- _AIM OF THE TASK_: How many lines in the records below contain "variable"? Answer with the number alone.

START RECORDS

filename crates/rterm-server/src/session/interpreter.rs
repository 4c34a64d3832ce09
//! Interpreter profiles: how to launch a shell and speak to it over pipes.
//!
//! The session logic only depends on the profile's knobs (prompt terminator,
//! line terminator, exit / directory instructions, echo behaviour); the
//! platform differences live here.

/// Prompt used for POSIX shells unless configured otherwise.
pub const DEFAULT_POSIX_PROMPT: &str = "rterm> ";

/// Shell family, decides quoting and native instructions.
#[derive(Debug, Clone, Copy, PartialEq, Eq)]
pub enum InterpreterKind {
    /// `sh`, `bash`, `dash`, `zsh`, ... driven with `-i` and a fixed `PS1`.
    Posix,
    /// Windows `cmd.exe`.
    Cmd,
}

/// Launch parameters and protocol knobs for one interpreter.
#[derive(Debug, Clone)]
pub struct Interpreter {
    pub kind: InterpreterKind,
    pub program: String,
    pub args: Vec<String>,
    pub env: Vec<(String, String)>,
    /// Prompt text before the terminator (e.g. `rterm` for `rterm> `).
    pub prompt_prefix: String,
    /// Character that ends the shell prompt.
    pub prompt_terminator: char,
    pub line_terminator: &'static str,
    pub exit_instruction: &'static str,
    /// Native instruction that prints the current directory.
    pub print_directory: &'static str,
    /// Whether the shell writes each received command line back to stdout.
    pub echoes_input: bool,
}

impl Interpreter {
    /// POSIX shell run interactively with a deterministic prompt.
    ///
    /// `PS2` is cleared so continuation prompts never look like a finished
    /// command.
    pub fn posix(program: &str, args: Option<Vec<String>>, prompt: &str) -> Self {
        let prompt = if prompt.trim().is_empty() {
            DEFAULT_POSIX_PROMPT
        } else {
            prompt
        };
        let visible = prompt.trim_end();
        let prompt_terminator = visible.chars().last().unwrap_or('>');
        let prompt_prefix = visible[..visible.len() - prompt_terminator.len_utf8()].to_string();

        let args = args.unwrap_or_else(|| {
            if program_name(program) == "bash" {
                vec!["--norc".into(), "--noprofile".into(), "-i".into()]
            } else {
                vec!["-i".into()]
            }
        });

        Self {
            kind: InterpreterKind::Posix,
            program: program.to_string(),
            args,
            env: vec![
                ("PS1".into(), prompt.to_string()),
                ("PS2".into(), String::new()),
                ("TERM".into(), "dumb".into()),
            ],
            prompt_prefix,
            prompt_terminator,
            line_terminator: "\n",
            exit_instruction: "exit",
            print_directory: "pwd",
            echoes_input: false,
        }
    }

    /// Windows command interpreter. Its prompt is `<cwd>>` and it echoes
    /// every command line after the prompt.
    pub fn cmd(program: &str, args: Option<Vec<String>>) -> Self {
        Self {
            kind: InterpreterKind::Cmd,
            program: program.to_string(),
            args: args.unwrap_or_default(),
            env: Vec::new(),
            prompt_prefix: String::new(),
            prompt_terminator: '>',
            line_terminator: "\r\n",
            exit_instruction: "exit",
            // `cd` without arguments prints the current directory on cmd.exe
            print_directory: "cd",
            echoes_input: true,
        }
    }

    /// Build a profile from an optional configured shell, falling back to the
    /// platform default (`cmd.exe` on Windows, `/bin/sh` elsewhere).
    pub fn from_config(shell: Option<&str>, args: Option<Vec<String>>, prompt: &str) -> Self {
        match shell {
            Some(program) if is_cmd(program) => Self::cmd(program, args),
            Some(program) => Self::posix(program, args, prompt),
            None => Self::platform_default(args, prompt),
        }
    }

    #[cfg(windows)]
    fn platform_default(args: Option<Vec<String>>, _prompt: &str) -> Self {
        let program = std::env::var("COMSPEC").unwrap_or_else(|_| "cmd.exe".to_string());
        Self::cmd(&program, args)
    }

    #[cfg(not(windows))]
    fn platform_default(args: Option<Vec<String>>, prompt: &str) -> Self {
        Self::posix("/bin/sh", args, prompt)
    }

    /// A command line as written to the shell's stdin.
    pub fn command_line(&self, command: &str) -> String {
        format!("{command}{}", self.line_terminator)
    }

    /// The exit instruction including its line terminator.
    pub fn exit_line(&self) -> String {
        self.command_line(self.exit_instruction)
    }

    /// Instruction that moves the shell into `path`.
    pub fn change_directory_instruction(&self, path: &str) -> String {
        match self.kind {
            InterpreterKind::Posix => format!("cd '{}'", path.replace('\'', r"'\''")),
            InterpreterKind::Cmd => format!("cd /d \"{path}\""),
        }
    }

    /// The prompt text preceding the terminator for a shell sitting in
    /// `working_directory`.
    pub fn prompt_text(&self, working_directory: &str) -> String {
        match self.kind {
            InterpreterKind::Posix => self.prompt_prefix.clone(),
            InterpreterKind::Cmd => working_directory.to_string(),
        }
    }
}

/// Lower-cased file stem, accepting both `/` and `\\` separators.
fn program_name(program: &str) -> String {
    let file = program.rsplit(['/', '\\']).next().unwrap_or(program);
    file.split('.').next().unwrap_or(file).to_ascii_lowercase()
}

fn is_cmd(program: &str) -> bool {
    program_name(program) == "cmd"
}
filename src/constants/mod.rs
pub const DEFAULT_MESSAGES_PER_PAGE: u32 = 20;
pub const DEFAULT_USERS_PER_PAGE: u32 = 15;
pub const MAX_PER_PAGE: u32 = 100;

pub const ACCESS_TOKEN_PREFIX: &str = "access_token:";

pub const PENDING_FRIEND_REQUEST_CONSTRAINT: &str = "friend_requests_pending_pair_key";
pub const FRIENDSHIP_PAIR_CONSTRAINT: &str = "friendships_user_id_friend_id_key";
pub const USER_EMAIL_CONSTRAINT: &str = "users_email_key";

pub struct Env {
    pub jwt_secret: String,
    pub access_token_expiration: u64,
    pub email_verification_expiration: u64,
    pub database_url: String,
    pub db_max_connections: u32,
    pub redis_url: String,
    pub frontend_url: String,
    pub app_url: String,
    pub ip: String,
    pub port: u16,
}

impl Env {
    fn new() -> Self {
        let jwt_secret = std::env::var("SECRET_KEY")
            .expect("SECRET_KEY must be set in .env file or environment variable");

        let access_token_expiration = std::env::var("ACCESS_TOKEN_EXPIRATION")
            .unwrap_or_else(|_| "900".to_string())
            .parse::<u64>()
            .expect("ACCESS_TOKEN_EXPIRATION must be a valid u64 integer");
        let email_verification_expiration = std::env::var("EMAIL_VERIFICATION_EXPIRATION")
            .unwrap_or_else(|_| "3600".to_string())
            .parse::<u64>()
            .expect("EMAIL_VERIFICATION_EXPIRATION must be a valid u64 integer");

        let database_url = std::env::var("DATABASE_URL")
            .expect("DATABASE_URL must be set in .env file or environment variable");
        let db_max_connections = std::env::var("DB_MAX_CONNECTIONS")
            .unwrap_or_else(|_| "5".to_string())
            .parse::<u32>()
            .expect("DB_MAX_CONNECTIONS must be a valid u32 integer");
        let redis_url = std::env::var("REDIS_URL")
            .expect("REDIS_URL must be set in .env file or environment variable");

        let frontend_url =
            std::env::var("FRONTEND_URL").unwrap_or_else(|_| "http://localhost:5173".to_string());
        let ip = std::env::var("IP").unwrap_or_else(|_| "127.0.0.1".to_string());
        let port = std::env::var("PORT")
            .unwrap_or_else(|_| "8080".to_string())
            .parse::<u16>()
            .expect("PORT must be a valid u16 integer");
        let app_url =
            std::env::var("APP_URL").unwrap_or_else(|_| format!("http://{}:{}", ip, port));
        Env {
            jwt_secret,
            access_token_expiration,
            email_verification_expiration,
            database_url,
            db_max_connections,
            redis_url,
            frontend_url,
            app_url,
            ip,
            port,
        }
    }
}

impl Default for Env {
    fn default() -> Self {
        Self::new()
    }
}
/// Message Service
///
/// Direct messages between friends. Every send and every history read is
/// gated on the friendship row `(user, other)`; there is no other
/// authorization path for messages.
use log::info;
use std::sync::Arc;

use crate::api::error;
use crate::constants::{DEFAULT_MESSAGES_PER_PAGE, MAX_PER_PAGE};
use crate::modules::friend::repository::FriendshipRepository;
use crate::modules::message::model::{
    InsertMessage, ListMessagesQuery, MessagePage, MessageResponse,
};
use crate::modules::message::repository::MessageRepository;
use crate::utils::PageMeta;

#[derive(Clone)]
pub struct MessageService<M, F>
where
    M: MessageRepository + Send + Sync,
    F: FriendshipRepository + Send + Sync,
{
    message_repo: Arc<M>,
    friend_repo: Arc<F>,
}

impl<M, F> MessageService<M, F>
where
    M: MessageRepository + Send + Sync,
    F: FriendshipRepository + Send + Sync,
{
    pub fn with_dependencies(message_repo: Arc<M>, friend_repo: Arc<F>) -> Self {
        MessageService { message_repo, friend_repo }
    }

    /// A user is never their own friend, so messaging yourself fails here too.
    async fn ensure_friends(
        &self,
        user_id: i64,
        other_id: i64,
        denied: &'static str,
    ) -> Result<(), error::SystemError> {
        if self.friend_repo.find_friendship(user_id, other_id).await?.is_none() {
            return Err(error::SystemError::forbidden(denied));
        }
        Ok(())
    }

    pub async fn send_message(
        &self,
        sender_id: i64,
        receiver_id: i64,
        text: String,
    ) -> Result<MessageResponse, error::SystemError> {
        self.ensure_friends(sender_id, receiver_id, "You can only send messages to your friends.")
            .await?;

        let message = self
            .message_repo
            .create(&InsertMessage { sender_id, receiver_id, message: text })
            .await?;

        info!("User {} sent message {} to user {}", sender_id, message.id, receiver_id);
        Ok(message)
    }

    pub async fn list_conversation(
        &self,
        user_id: i64,
        friend_id: i64,
        query: ListMessagesQuery,
    ) -> Result<MessagePage, error::SystemError> {
        self.ensure_friends(user_id, friend_id, "You can only view messages with your friends.")
            .await?;

        let page = query.page.unwrap_or(1);
        let per_page = query.per_page.unwrap_or(DEFAULT_MESSAGES_PER_PAGE).clamp(1, MAX_PER_PAGE);

        let (messages, total) =
            self.message_repo.find_between_users(user_id, friend_id, page, per_page).await?;

        Ok(MessagePage { messages, meta: PageMeta::new(page, per_page, total) })
    }
}
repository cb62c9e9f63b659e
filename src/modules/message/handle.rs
use actix_web::{HttpRequest, get, post, web};

use crate::{
    api::{error, success},
    middlewares::get_claims,
    modules::{
        friend::repository_pg::FriendRepositoryPg,
        message::{
            model::{ListMessagesQuery, MessagePage, MessageResponse, SendMessageBody},
            repository_pg::MessageRepositoryPg,
            service::MessageService,
        },
    },
    utils::{ValidatedJson, ValidatedQuery},
};

pub type MessageSvc = MessageService<MessageRepositoryPg, FriendRepositoryPg>;

#[post("")]
pub async fn send_message(
    message_service: web::Data<MessageSvc>,
    body: ValidatedJson<SendMessageBody>,
    req: HttpRequest,
) -> Result<success::Success<MessageResponse>, error::Error> {
    let sender_id = get_claims(&req)?.sub;
    let SendMessageBody { receiver_id, message } = body.0;
    let message = message_service.send_message(sender_id, receiver_id, message).await?;

    Ok(success::Success::created(Some(message)).message("Message sent successfully."))
}

#[get("/{friend_id}")]
pub async fn list_conversation(
    message_service: web::Data<MessageSvc>,
    friend_id: web::Path<i64>,
    query: ValidatedQuery<ListMessagesQuery>,
    req: HttpRequest,
) -> Result<success::Success<MessagePage>, error::Error> {
    let user_id = get_claims(&req)?.sub;
    let page = message_service.list_conversation(user_id, friend_id.into_inner(), query.0).await?;

    Ok(success::Success::ok(Some(page)))
}
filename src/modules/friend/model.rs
use serde::{Deserialize, Serialize};
use validator::Validate;

use crate::modules::{
    friend::schema::{FriendRequestEntity, FriendRequestStatus},
    user::model::UserResponse,
};

#[derive(Debug, Clone, Serialize)]
pub struct FriendRequestResponse {
    pub id: i64,
    pub sender: UserResponse,
    pub receiver: UserResponse,
    pub status: FriendRequestStatus,
    pub created_at: chrono::DateTime<chrono::Utc>,
    pub updated_at: chrono::DateTime<chrono::Utc>,
}

impl FriendRequestResponse {
    pub fn new(request: FriendRequestEntity, sender: UserResponse, receiver: UserResponse) -> Self {
        FriendRequestResponse {
            id: request.id,
            sender,
            receiver,
            status: request.status,
            created_at: request.created_at,
            updated_at: request.updated_at,
        }
    }
}

/// Pending request joined with both parties, as returned by the listing query.
#[derive(sqlx::FromRow)]
pub struct FriendRequestRow {
    pub id: i64,
    pub status: FriendRequestStatus,
    pub created_at: chrono::DateTime<chrono::Utc>,
    pub updated_at: chrono::DateTime<chrono::Utc>,
    pub sender_id: i64,
    pub sender_name: String,
    pub sender_email: String,
    pub sender_email_verified_at: Option<chrono::DateTime<chrono::Utc>>,
    pub sender_created_at: chrono::DateTime<chrono::Utc>,
    pub receiver_id: i64,
    pub receiver_name: String,
    pub receiver_email: String,
    pub receiver_email_verified_at: Option<chrono::DateTime<chrono::Utc>>,
    pub receiver_created_at: chrono::DateTime<chrono::Utc>,
}

impl From<FriendRequestRow> for FriendRequestResponse {
    fn from(r: FriendRequestRow) -> Self {
        FriendRequestResponse {
            id: r.id,
            sender: UserResponse {
                id: r.sender_id,
                name: r.sender_name,
                email: r.sender_email,
                email_verified_at: r.sender_email_verified_at,
                created_at: r.sender_created_at,
            },
            receiver: UserResponse {
                id: r.receiver_id,
                name: r.receiver_name,
                email: r.receiver_email,
                email_verified_at: r.receiver_email_verified_at,
                created_at: r.receiver_created_at,
            },
            status: r.status,
            created_at: r.created_at,
            updated_at: r.updated_at,
        }
    }
}

#[derive(Debug, Clone, Deserialize, Validate)]
pub struct FriendRequestBody {
    #[validate(range(min = 1, message = "The receiver id must be a positive integer"))]
    pub receiver_id: i64,
}
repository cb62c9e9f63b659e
use actix_web::HttpResponse;
use std::borrow::Cow;

#[derive(serde::Serialize)]
pub struct SuccessData<T: serde::Serialize> {
    pub data: Option<T>,
    pub message: Option<Cow<'static, str>>,
}

pub struct Success<T: serde::Serialize> {
    pub status: actix_web::http::StatusCode,
    pub body: Option<SuccessData<T>>,
}

impl<T: serde::Serialize> Success<T> {
    pub fn ok(data: Option<T>) -> Self {
        Self {
            status: actix_web::http::StatusCode::OK,
            body: Some(SuccessData { data, message: None }),
        }
    }

    pub fn message<M>(mut self, msg: M) -> Self
    where
        M: Into<Cow<'static, str>>,
    {
        if let Some(body) = &mut self.body {
            body.message = Some(msg.into());
        }
        self
    }

    pub fn created(data: Option<T>) -> Self {
        Self {
            status: actix_web::http::StatusCode::CREATED,
            body: Some(SuccessData { data, message: None }),
        }
    }
}

impl<T: serde::Serialize> actix_web::Responder for Success<T> {
    type Body = actix_web::body::BoxBody;

    fn respond_to(self, _req: &actix_web::HttpRequest) -> HttpResponse<Self::Body> {
        let mut response = HttpResponse::build(self.status);

        match self.body {
            Some(body) => response.json(body),
            None => response.finish(),
        }
    }
}
use serde::{Deserialize, Serialize};
use validator::Validate;

use crate::modules::{message::schema::MessageEntity, user::model::UserResponse};
use crate::utils::PageMeta;

#[derive(Debug, Clone)]
pub struct InsertMessage {
    pub sender_id: i64,
    pub receiver_id: i64,
    pub message: String,
}

#[derive(Debug, Clone, Deserialize, Validate)]
pub struct SendMessageBody {
    #[validate(range(min = 1, message = "The receiver id must be a positive integer"))]
    pub receiver_id: i64,
    #[validate(length(min = 1, max = 5000, message = "The message must be between 1 and 5000 characters"))]
    pub message: String,
}

#[derive(Debug, Clone, Default, Deserialize, Validate)]
pub struct ListMessagesQuery {
    #[validate(range(min = 1, message = "Page must be at least 1"))]
    pub page: Option<u32>,
    #[validate(range(min = 1, max = 100, message = "Per page must be between 1 and 100"))]
    pub per_page: Option<u32>,
}

#[derive(Debug, Clone, Serialize)]
pub struct MessageResponse {
    pub id: i64,
    pub sender: UserResponse,
    pub receiver: UserResponse,
    pub message: String,
    pub read_at: Option<chrono::DateTime<chrono::Utc>>,
    pub created_at: chrono::DateTime<chrono::Utc>,
    pub updated_at: chrono::DateTime<chrono::Utc>,
}

impl MessageResponse {
    pub fn new(message: MessageEntity, sender: UserResponse, receiver: UserResponse) -> Self {
        MessageResponse {
            id: message.id,
            sender,
            receiver,
            message: message.message,
            read_at: message.read_at,
            created_at: message.created_at,
            updated_at: message.updated_at,
        }
    }
}

/// A message joined with both parties.
#[derive(sqlx::FromRow)]
pub struct MessageRow {
    #[sqlx(flatten)]
    pub message: MessageEntity,
    pub sender_name: String,
    pub sender_email: String,
    pub sender_email_verified_at: Option<chrono::DateTime<chrono::Utc>>,
    pub sender_created_at: chrono::DateTime<chrono::Utc>,
    pub receiver_name: String,
    pub receiver_email: String,
    pub receiver_email_verified_at: Option<chrono::DateTime<chrono::Utc>>,
    pub receiver_created_at: chrono::DateTime<chrono::Utc>,
}

impl From<MessageRow> for MessageResponse {
    fn from(r: MessageRow) -> Self {
        let sender = UserResponse {
            id: r.message.sender_id,
            name: r.sender_name,
            email: r.sender_email,
            email_verified_at: r.sender_email_verified_at,
            created_at: r.sender_created_at,
        };
        let receiver = UserResponse {
            id: r.message.receiver_id,
            name: r.receiver_name,
            email: r.receiver_email,
            email_verified_at: r.receiver_email_verified_at,
            created_at: r.receiver_created_at,
        };
        MessageResponse::new(r.message, sender, receiver)
    }
}

#[derive(Debug, Clone, Serialize)]
pub struct MessagePage {
    pub messages: Vec<MessageResponse>,
    pub meta: PageMeta,
}
use crate::{
    api::error,
    modules::friend::schema::{FriendRequestEntity, FriendRequestStatus},
};

/// Only the receiver may move a request, and only to a terminal status.
pub fn can_transition(
    acting_user_id: i64,
    request: &FriendRequestEntity,
    target: FriendRequestStatus,
) -> bool {
    request.receiver_id == acting_user_id && !target.is_pending()
}

/// Authorization first, then the pending check; both run against the locked row.
pub fn ensure_transition(
    acting_user_id: i64,
    request: &FriendRequestEntity,
    target: FriendRequestStatus,
) -> Result<(), error::SystemError> {
    if !can_transition(acting_user_id, request, target) {
        log::warn!(
            "User {} tried to move friend request {} to {:?}",
            acting_user_id,
            request.id,
            target
        );
        return Err(error::SystemError::forbidden("This action is unauthorized."));
    }

    if !request.status.is_pending() {
        return Err(error::SystemError::conflict(
            "This friend request has already been processed.",
        ));
    }

    Ok(())
}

END RECORDS

- _COMPLETED EXERCISE_: 3